August 16, 2009

Length of Recent Recessions & Jobless Recoveries

With an end to the recession in sight, the strength of the recovery is the next big topic of discussion. Most analysts expect a tepid rebound, and recent history supports this outlook. The term “jobless recovery” came into usage after the 1990-91 recession to describe the condition where GDP was growing but not fast enough to encourage businesses to hire. Payroll employment languished after that recession ended, failing to rise above even its end-of-recession level for another 14 months. Employment did not surpass its pre-recession peak for another nine months after that. The jobless period lasted even longer following the 2001 recession, with employment failing to rise above its end-of-recession level for 29 months. It was another 10 months after that before employment rose above its pre-recession peak.

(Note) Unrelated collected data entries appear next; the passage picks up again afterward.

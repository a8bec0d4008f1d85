use chrono::prelude::*;
use gloo::timers::callback::{Interval, Timeout};
use gobwhack_core as game;
use gobwhack_core::PresentationSink;
use yew::prelude::*;

use crate::settings::{Settings, SettingsView};
use crate::utils::*;

/// How long hit/miss feedback stays on a cell.
const FLASH_CLEAR_MS: u32 = 300;

fn utc_now() -> DateTime<Utc> {
    DateTime::<Utc>::from_timestamp_millis(js_sys::Date::now() as i64).unwrap()
}

fn new_engine(settings: &Settings) -> game::GameEngine {
    game::GameEngine::new(
        settings.preset.game_config(),
        settings.policy,
        js_random_seed(),
    )
    .expect("preset configurations are valid")
}

const fn outcome_title(reason: game::EndReason) -> &'static str {
    match reason {
        game::EndReason::FailLimitReached => "Too many misses!",
        game::EndReason::RoundsExhausted => "Out of rounds!",
    }
}

fn fails_classes(fails: u32, max_fails: u32) -> Classes {
    classes!(
        "fails",
        (fails + 1 == max_fails).then_some("warn"),
        (fails >= max_fails).then_some("over"),
    )
}

#[derive(Copy, Clone, Debug, PartialEq)]
enum Flash {
    Hit,
    Miss,
}

/// Wall-clock bounds of the current run, fed from the host clock so the
/// elapsed display freezes at termination.
#[derive(Copy, Clone, Debug, Default, PartialEq)]
struct SessionClock {
    started_at: Option<DateTime<Utc>>,
    ended_at: Option<DateTime<Utc>>,
}

impl SessionClock {
    fn note(&mut self, state: game::RunState, now: DateTime<Utc>) {
        if state.is_running() && self.started_at.is_none() {
            self.started_at = Some(now);
        }
        if state.is_terminated() && self.ended_at.is_none() {
            self.ended_at = Some(now);
        }
    }

    fn reset(&mut self) {
        self.started_at = None;
        self.ended_at = None;
    }

    fn elapsed_secs(&self, now: DateTime<Utc>) -> u32 {
        if let Some(started_at) = self.started_at {
            (self.ended_at.unwrap_or(now) - started_at)
                .num_seconds()
                .max(0) as u32
        } else {
            0
        }
    }
}

/// Receiving half of the presentation contract: plain fields the engine
/// pushes into and `view` reads back.
#[derive(Clone, Debug, Default, PartialEq)]
struct Hud {
    score: u32,
    fails: u32,
    max_fails: u32,
    end_dialog: Option<game::GameSummary>,
    restart_visible: bool,
}

impl PresentationSink for Hud {
    fn update_display(&mut self, score: u32, fails: u32, max_fails: u32) {
        self.score = score;
        self.fails = fails;
        self.max_fails = max_fails;
    }

    fn show_end_of_game(&mut self, summary: &game::GameSummary) {
        self.end_dialog = Some(*summary);
    }

    fn show_restart_control(&mut self) {
        self.restart_visible = true;
    }

    fn hide_restart_control(&mut self) {
        self.restart_visible = false;
    }
}

#[derive(Clone, Debug, PartialEq)]
pub(crate) enum Msg {
    StartRequested,
    CellClicked(game::Coord2),
    HideElapsed(u64),
    GapElapsed(u64),
    StartDelayElapsed(u64),
    ClearFlash,
    ClockTick,
    RestartRequested,
    DismissEndDialog,
    ToggleSettings,
    UpdateSettings(Settings),
}

#[derive(Properties, Clone, PartialEq)]
struct CellProps {
    x: game::Coord,
    y: game::Coord,
    marked: bool,
    #[prop_or_default]
    flash: Option<Flash>,
    callback: Callback<game::Coord2>,
}

#[function_component(CellView)]
fn cell_component(props: &CellProps) -> Html {
    let CellProps {
        x,
        y,
        marked,
        flash,
        callback,
    } = props.clone();

    let mut class = classes!("cell");
    if marked {
        class.push(game::TargetMask::marker_tag());
    }
    match flash {
        Some(Flash::Hit) => class.push("hit"),
        Some(Flash::Miss) => class.push("miss"),
        None => {}
    }

    let onclick = Callback::from(move |_: MouseEvent| {
        callback.emit((x, y));
        log::trace!("({}, {}) clicked", x, y);
    });

    html! {
        <td {class} {onclick}/>
    }
}

pub(crate) struct GameView {
    settings: Settings,
    engine: game::GameEngine,
    hud: Hud,
    clock: SessionClock,
    flash: Option<(game::Coord2, Flash)>,
    prev_time: u32,
    settings_open: bool,
    round_timer: Option<Timeout>,
    flash_timer: Option<Timeout>,
    _clock_ticker: Interval,
}
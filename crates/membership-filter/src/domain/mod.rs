//! Domain Layer - Pure business logic
//!
//! This layer contains:
//! - Core membership filter implementation
//! - Hash functions
//! - Parameter calculations
//! - Configuration
//!
//! RULES:
//! - No I/O operations
//! - No async code
//! - Pure functions where possible

pub mod config;
pub mod hash_functions;
pub mod membership_filter;
pub mod parameters;

pub use config::{FilterConfig, FilterConfigBuilder, HashCountPolicy};
pub use hash_functions::HashAlgorithm;
pub use membership_filter::{FilterStats, MembershipFilter};
pub use parameters::{calculate_fpr, minimum_capacity, optimal_k};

If recent history is any indication, commercial real estate leasing conditions will be moribund for at least the next year and probably longer, particularly given the risk-averse credit markets. However, employers are running their businesses at very lean levels, having been quick to cut both inventories and payrolls beginning last September when the credit markets nearly shut down. Labor productivity remains unusually strong for a recession, and second quarter corporate profits were surprisingly resilient. This raises the possibility that even a modest increase in demand could prompt employers to resume hiring, which would shorten the jobless recovery and hasten a true labor market recovery – a hopeful outcome for commercial real estate.